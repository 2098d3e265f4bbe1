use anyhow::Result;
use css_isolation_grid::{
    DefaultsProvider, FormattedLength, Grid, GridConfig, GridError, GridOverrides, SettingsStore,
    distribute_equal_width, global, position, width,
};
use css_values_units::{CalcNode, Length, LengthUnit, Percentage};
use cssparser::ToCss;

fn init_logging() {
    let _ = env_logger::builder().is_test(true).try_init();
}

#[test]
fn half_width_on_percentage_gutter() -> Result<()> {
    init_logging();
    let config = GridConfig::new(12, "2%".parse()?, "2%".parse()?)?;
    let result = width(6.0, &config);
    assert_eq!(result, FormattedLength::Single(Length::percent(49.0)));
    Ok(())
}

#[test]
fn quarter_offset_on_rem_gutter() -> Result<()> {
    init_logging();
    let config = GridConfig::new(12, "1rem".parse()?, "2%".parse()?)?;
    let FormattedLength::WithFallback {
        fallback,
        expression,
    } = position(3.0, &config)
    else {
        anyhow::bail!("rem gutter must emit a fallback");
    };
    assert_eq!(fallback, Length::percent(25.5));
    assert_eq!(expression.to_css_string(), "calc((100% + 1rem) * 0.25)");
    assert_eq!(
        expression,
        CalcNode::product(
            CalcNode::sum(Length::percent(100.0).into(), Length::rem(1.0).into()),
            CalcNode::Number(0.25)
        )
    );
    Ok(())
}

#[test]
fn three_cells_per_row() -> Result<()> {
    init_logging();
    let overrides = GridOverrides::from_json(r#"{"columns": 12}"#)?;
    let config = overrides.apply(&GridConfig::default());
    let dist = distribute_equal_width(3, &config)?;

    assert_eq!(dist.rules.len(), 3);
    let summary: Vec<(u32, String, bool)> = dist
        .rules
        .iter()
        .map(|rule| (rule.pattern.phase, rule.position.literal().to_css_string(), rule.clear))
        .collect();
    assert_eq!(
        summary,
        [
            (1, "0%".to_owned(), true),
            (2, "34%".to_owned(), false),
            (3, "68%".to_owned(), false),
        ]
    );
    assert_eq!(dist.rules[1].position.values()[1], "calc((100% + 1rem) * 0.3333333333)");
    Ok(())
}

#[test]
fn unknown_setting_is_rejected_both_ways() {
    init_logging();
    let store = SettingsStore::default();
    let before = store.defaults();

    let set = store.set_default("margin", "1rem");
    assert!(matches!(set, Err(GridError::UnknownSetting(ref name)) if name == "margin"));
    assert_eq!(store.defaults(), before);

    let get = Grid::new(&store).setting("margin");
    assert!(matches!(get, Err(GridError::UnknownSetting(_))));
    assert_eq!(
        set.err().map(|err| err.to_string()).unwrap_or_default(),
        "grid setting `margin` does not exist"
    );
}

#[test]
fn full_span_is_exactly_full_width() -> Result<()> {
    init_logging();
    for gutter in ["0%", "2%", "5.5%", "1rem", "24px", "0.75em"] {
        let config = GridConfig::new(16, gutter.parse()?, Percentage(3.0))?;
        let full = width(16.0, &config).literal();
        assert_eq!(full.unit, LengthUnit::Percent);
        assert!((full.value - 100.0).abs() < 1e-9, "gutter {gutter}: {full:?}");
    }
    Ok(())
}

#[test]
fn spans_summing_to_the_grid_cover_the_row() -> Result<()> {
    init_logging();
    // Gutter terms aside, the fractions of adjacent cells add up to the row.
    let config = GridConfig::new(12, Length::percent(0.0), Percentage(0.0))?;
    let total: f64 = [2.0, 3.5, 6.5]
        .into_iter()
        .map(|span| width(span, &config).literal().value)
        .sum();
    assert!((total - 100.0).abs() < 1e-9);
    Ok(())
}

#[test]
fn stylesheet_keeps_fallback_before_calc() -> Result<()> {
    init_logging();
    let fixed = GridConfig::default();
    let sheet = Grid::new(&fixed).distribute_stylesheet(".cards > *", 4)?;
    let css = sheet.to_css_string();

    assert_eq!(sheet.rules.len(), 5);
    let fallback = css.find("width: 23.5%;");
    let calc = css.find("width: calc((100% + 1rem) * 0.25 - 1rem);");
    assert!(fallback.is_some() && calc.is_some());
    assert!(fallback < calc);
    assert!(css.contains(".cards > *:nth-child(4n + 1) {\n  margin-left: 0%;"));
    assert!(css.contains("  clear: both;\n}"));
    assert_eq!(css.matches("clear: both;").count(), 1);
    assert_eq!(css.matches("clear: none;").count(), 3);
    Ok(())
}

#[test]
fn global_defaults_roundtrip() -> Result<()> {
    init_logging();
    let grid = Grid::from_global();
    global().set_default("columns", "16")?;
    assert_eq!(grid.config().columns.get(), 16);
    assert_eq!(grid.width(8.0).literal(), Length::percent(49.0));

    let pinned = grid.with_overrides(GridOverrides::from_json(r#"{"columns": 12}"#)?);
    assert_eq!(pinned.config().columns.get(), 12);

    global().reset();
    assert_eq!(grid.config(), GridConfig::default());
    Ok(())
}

...

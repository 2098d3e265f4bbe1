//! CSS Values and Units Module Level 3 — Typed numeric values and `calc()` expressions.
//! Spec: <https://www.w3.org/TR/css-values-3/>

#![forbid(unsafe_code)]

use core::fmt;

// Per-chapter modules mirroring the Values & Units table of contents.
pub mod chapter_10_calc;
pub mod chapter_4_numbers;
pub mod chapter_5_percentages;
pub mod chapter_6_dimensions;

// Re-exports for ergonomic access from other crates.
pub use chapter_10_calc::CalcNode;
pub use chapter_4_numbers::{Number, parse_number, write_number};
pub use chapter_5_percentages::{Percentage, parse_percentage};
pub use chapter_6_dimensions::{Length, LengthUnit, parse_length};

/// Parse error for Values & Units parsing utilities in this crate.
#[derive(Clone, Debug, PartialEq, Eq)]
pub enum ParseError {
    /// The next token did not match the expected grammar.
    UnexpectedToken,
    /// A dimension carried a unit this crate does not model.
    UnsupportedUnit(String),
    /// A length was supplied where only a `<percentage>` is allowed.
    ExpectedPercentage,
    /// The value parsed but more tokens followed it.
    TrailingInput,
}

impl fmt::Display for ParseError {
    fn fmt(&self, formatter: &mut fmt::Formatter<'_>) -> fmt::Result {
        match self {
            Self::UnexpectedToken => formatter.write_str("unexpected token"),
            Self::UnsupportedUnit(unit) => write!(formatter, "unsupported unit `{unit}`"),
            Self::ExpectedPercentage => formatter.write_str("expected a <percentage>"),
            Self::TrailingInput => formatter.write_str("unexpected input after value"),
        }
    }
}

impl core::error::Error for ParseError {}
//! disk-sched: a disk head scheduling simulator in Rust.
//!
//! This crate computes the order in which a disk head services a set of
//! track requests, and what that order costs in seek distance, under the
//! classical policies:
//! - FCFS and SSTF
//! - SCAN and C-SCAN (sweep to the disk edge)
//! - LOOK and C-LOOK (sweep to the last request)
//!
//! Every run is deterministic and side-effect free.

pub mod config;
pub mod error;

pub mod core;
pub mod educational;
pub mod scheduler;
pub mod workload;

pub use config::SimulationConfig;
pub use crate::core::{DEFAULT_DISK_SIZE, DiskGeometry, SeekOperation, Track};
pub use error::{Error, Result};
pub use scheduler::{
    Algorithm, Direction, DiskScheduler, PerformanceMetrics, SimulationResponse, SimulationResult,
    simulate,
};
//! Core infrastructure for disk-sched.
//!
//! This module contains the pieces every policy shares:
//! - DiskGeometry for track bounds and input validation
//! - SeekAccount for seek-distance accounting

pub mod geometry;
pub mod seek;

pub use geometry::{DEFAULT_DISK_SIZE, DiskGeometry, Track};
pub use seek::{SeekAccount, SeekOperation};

● Task directions:
Copy out all lines above that include the string "SettingsStore".

● Task solution:
    DefaultsProvider, FormattedLength, Grid, GridConfig, GridError, GridOverrides, SettingsStore,
    let store = SettingsStore::default();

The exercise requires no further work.